Korban diketahui berinisial VA, warga Sangatta Selatan kelahiran 2001. Ia meninggal dunia setelah mengalami insiden fatal saat bertugas di kawasan tambang batu bara milik PT KPC.
Informasi mengenai kejadian tersebut terungkap melalui memorandum internal perusahaan yang beredar dan disebut berasal dari Kepala Teknik Tambang (KTT) PT KPC. Dalam dokumen itu dijelaskan bahwa korban mengalami cedera fatal setelah tertimpa ban depan sebelah kiri Dump Truck CAT789 dengan nomor unit T725.
Berdasarkan hasil pemeriksaan awal tim perusahaan, insiden bermula saat dump truck yang dikemudikan seorang operator bergerak mundur untuk melakukan dumping material overburden di Dumping Point Seluang.
Saat mendekati lokasi dumping, operator kendaraan tersebut menemukan korban berada di bawah ban depan sebelah kiri unit yang dikendarainya. Temuan itu kemudian segera dilaporkan kepada pengawas lapangan untuk dilakukan penanganan lebih lanjut.
“Setelahnya Operator Dozer E553 segera menghubungi pengawas untuk melaporkan kejadian tersebut,” demikian kutipan dalam memorandum internal yang beredar.
Dalam dokumen yang sama disebutkan bahwa kejadian tersebut telah dilaporkan kepada Kepala Inspektur Tambang (KAIT) dan saat ini masih dalam proses investigasi guna mengetahui penyebab pasti kecelakaan kerja tersebut.
“Informasi lebih lengkap akan disampaikan setelah proses investigasi ini diselesaikan,” tulis memorandum tersebut.
Hingga berita ini diterbitkan, pihak PT Kaltim Prima Coal (KPC) belum memberikan keterangan resmi terkait insiden yang menewaskan operator alat berat tersebut. Upaya konfirmasi yang dilakukan awak media juga belum memperoleh tanggapan.
Peristiwa ini menambah daftar kecelakaan kerja yang berujung fatal di sektor pertambangan Kutai Timur sepanjang tahun 2026. Sebelumnya, pada Januari lalu, seorang karyawan berinisial EH juga dilaporkan meninggal dunia akibat kecelakaan kerja di area operasional tambang.

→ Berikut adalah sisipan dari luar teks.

mod ledger;
mod task;

pub use ledger::DedupLedger;
pub use task::{DirectionalRelayTask, RetryPolicy};

use log::{debug, error, info, warn};
use std::sync::atomic::{AtomicU64, Ordering};
use std::sync::Arc;
use std::time::Duration;
use tokio::sync::{watch, Mutex, Notify};
use tokio::task::{JoinError, JoinHandle};
use tokio::time::sleep;
use crate::{
    chain_adapter::ChainClients,
    config::{Config, RelayerConfig},
    events::{self, EventSource, Subscription},
    types::RelayReport,
    Error,
};

const EVENT_POLL_INTERVAL: Duration = Duration::from_secs(2);

#[derive(Debug, Clone, Copy, PartialEq, Eq)]
pub enum EngineState {
    Stopped,
    Running,
}

/// Supervises the two relay directions between a chain pair.
pub struct RelayEngine {
    directions: Vec<Arc<DirectionalRelayTask>>,
    event_sources: Vec<Arc<dyn EventSource>>,
    config: RelayerConfig,
    running: watch::Sender<bool>,
    // Bumped by every `stop`, so a `start` still awaiting can see it was cancelled.
    stop_requests: AtomicU64,
    wake: Arc<Notify>,
    poll_loop: Mutex<Option<JoinHandle<()>>>,
}

impl RelayEngine {
    pub fn new(directions: Vec<DirectionalRelayTask>, config: RelayerConfig) -> Self {
        let (running, _) = watch::channel(false);
        Self {
            directions: directions.into_iter().map(Arc::new).collect(),
            event_sources: Vec::new(),
            config,
            running,
            stop_requests: AtomicU64::new(0),
            wake: Arc::new(Notify::new()),
            poll_loop: Mutex::new(None),
        }
    }

    /// Registry event streams that wake the loop before the poll interval ends.
    pub fn with_event_sources(mut self, sources: Vec<Arc<dyn EventSource>>) -> Self {
        self.event_sources = sources;
        self
    }

    /// Connects both chains and wires A->B and B->A over a shared ledger.
    pub async fn from_config(config: &Config) -> Result<Self, Error> {
        let chain_a = ChainClients::connect(&config.chain_a).await?;
        let chain_b = ChainClients::connect(&config.chain_b).await?;
        info!(
            "Connected to chain {} ({}) and chain {} ({})",
            chain_a.name,
            chain_a.endpoint.chain_id(),
            chain_b.name,
            chain_b.endpoint.chain_id()
        );

        let ledger = Arc::new(match &config.relayer.ledger_path {
            Some(path) => DedupLedger::open(path).await?,
            None => DedupLedger::in_memory(),
        });
        let policy = RetryPolicy::from(&config.relayer);

        let a_to_b = DirectionalRelayTask::new(chain_a.registry.clone(), chain_b.bridge.clone(), ledger.clone(), policy);
        let b_to_a = DirectionalRelayTask::new(chain_b.registry.clone(), chain_a.bridge.clone(), ledger, policy);

        let engine = Self::new(vec![a_to_b, b_to_a], config.relayer.clone());
        if config.relayer.event_wakeup {
            return Ok(engine.with_event_sources(vec![
                chain_a.registry.clone() as Arc<dyn EventSource>,
                chain_b.registry.clone(),
            ]));
        }
        Ok(engine)
    }

    pub fn state(&self) -> EngineState {
        if *self.running.borrow() {
            EngineState::Running
        } else {
            EngineState::Stopped
        }
    }

    pub fn directions(&self) -> impl Iterator<Item = &DirectionalRelayTask> {
        self.directions.iter().map(|task| task.as_ref())
    }

    /// Verifies the adapters and spawns the poll loop. No-op while running.
    ///
    /// A `stop` issued before this returns wins: the engine stays stopped.
    pub async fn start(&self) -> Result<(), Error> {
        let mut poll_loop = self.poll_loop.lock().await;
        if self.state() == EngineState::Running {
            info!("Relay engine already running");
            return Ok(());
        }
        let stops_seen = self.stop_requests.load(Ordering::SeqCst);

        // A previous loop may still be finishing its last cycle.
        if let Some(previous) = poll_loop.take() {
            let _ = previous.await;
        }

        self.verify_chain_ids().await?;

        // Checked under the watch lock that `stop` also takes.
        let armed = self.running.send_if_modified(|running| {
            if self.stop_requests.load(Ordering::SeqCst) != stops_seen {
                return false;
            }
            *running = true;
            true
        });
        if !armed {
            info!("Relay engine stopped while starting; poll loop not spawned");
            return Ok(());
        }

        let forwarders = self
            .event_sources
            .iter()
            .map(|source| {
                let subscription = events::subscribe(source.clone(), EVENT_POLL_INTERVAL);
                tokio::spawn(forward_wakeups(subscription, self.wake.clone(), self.running.subscribe()))
            })
            .collect();

        *poll_loop = Some(tokio::spawn(run_poll_loop(
            self.directions.clone(),
            self.config.clone(),
            self.running.subscribe(),
            self.wake.clone(),
            forwarders,
        )));
        info!("Relay engine started with {} direction(s)", self.directions.len());
        Ok(())
    }

    /// Lets the current cycle finish, then ends the loop.
    pub fn stop(&self) {
        self.stop_requests.fetch_add(1, Ordering::SeqCst);
        if self.running.send_replace(false) {
            info!("Stopping relay engine");
        }
    }

    /// `stop` and wait for the loop to exit.
    pub async fn shutdown(&self) {
        self.stop();
        let handle = self.poll_loop.lock().await.take();
        if let Some(handle) = handle {
            if let Err(e) = handle.await {
                error!("Relay loop ended abnormally: {}", e);
            }
        }
        info!("Relay engine stopped");
    }

    async fn verify_chain_ids(&self) -> Result<(), Error> {
        for task in &self.directions {
            let expected_local = task.destination().chain_id();
            let expected_remote = task.source().chain_id();
            let reported = task.destination().chain_ids().await?;

            if reported.local != expected_local || reported.remote != expected_remote {
                warn!(
                    "[{}] adapter reports (local={}, remote={}), expected (local={}, remote={})",
                    task.label(),
                    reported.local,
                    reported.remote,
                    expected_local,
                    expected_remote
                );
            } else {
                debug!("[{}] adapter chain ids verified", task.label());
            }
        }
        Ok(())
    }
}

async fn run_poll_loop(
    directions: Vec<Arc<DirectionalRelayTask>>,
    config: RelayerConfig,
    mut running: watch::Receiver<bool>,
    wake: Arc<Notify>,
    forwarders: Vec<JoinHandle<()>>,
) {
    info!("Relay loop started");
    while *running.borrow() {
        let failed = run_cycle(&directions, config.concurrent_directions).await;
        if !*running.borrow() {
            break;
        }

        let pause = if failed { config.retry_delay() } else { config.poll_interval() };
        tokio::select! {
            _ = sleep(pause) => {}
            _ = wake.notified() => debug!("Relay loop woken by registry event"),
            changed = running.changed() => {
                if changed.is_err() {
                    break;
                }
            }
        }
    }

    for forwarder in forwarders {
        let _ = forwarder.await;
    }
    info!("Relay loop exited");
}

/// Runs every direction once; true if any of them errored or panicked.
async fn run_cycle(directions: &[Arc<DirectionalRelayTask>], concurrent: bool) -> bool {
    let mut failed = false;
    if concurrent {
        let handles: Vec<_> = directions
            .iter()
            .map(|task| (task.label().to_string(), spawn_direction(task.clone())))
            .collect();
        for (label, handle) in handles {
            failed |= settle(&label, handle.await).is_err();
        }
    } else {
        for task in directions {
            let joined = spawn_direction(task.clone()).await;
            failed |= settle(task.label(), joined).is_err();
        }
    }
    failed
}

fn spawn_direction(task: Arc<DirectionalRelayTask>) -> JoinHandle<Result<RelayReport, Error>> {
    tokio::spawn(async move { task.run_cycle().await })
}

fn settle(label: &str, joined: Result<Result<RelayReport, Error>, JoinError>) -> Result<RelayReport, Error> {
    let result = joined
        .map_err(|e| Error::TaskPanicked(format!("{}: {}", label, e)))
        .and_then(|report| report);
    if let Err(e) = &result {
        error!("[{}] relay cycle failed: {}", label, e);
    }
    result
}

async fn forward_wakeups(mut subscription: Subscription, wake: Arc<Notify>, mut running: watch::Receiver<bool>) {
    loop {
        tokio::select! {
            event = subscription.recv() => match event {
                Some(event) if event.signals_pending() => {
                    debug!("Registry event for {}, waking relay loop", event.message_id());
                    wake.notify_one();
                }
                Some(_) => {}
                None => break,
            },
            changed = running.changed() => {
                if changed.is_err() || !*running.borrow() {
                    break;
                }
            }
        }
    }
    subscription.unsubscribe().await;
}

Kembali terjadinya fatality accident di lingkungan pertambangan menjadi perhatian berbagai pihak, terutama terkait penerapan aspek Keselamatan dan Kesehatan Kerja (K3) yang merupakan bagian penting dalam aktivitas operasional industri tambang berisiko tinggi.
Saat ini proses investigasi masih berlangsung dan hasil pemeriksaan resmi dari pihak berwenang maupun perusahaan masih dinantikan untuk mengungkap kronologi lengkap serta faktor penyebab kecelakaan tersebut.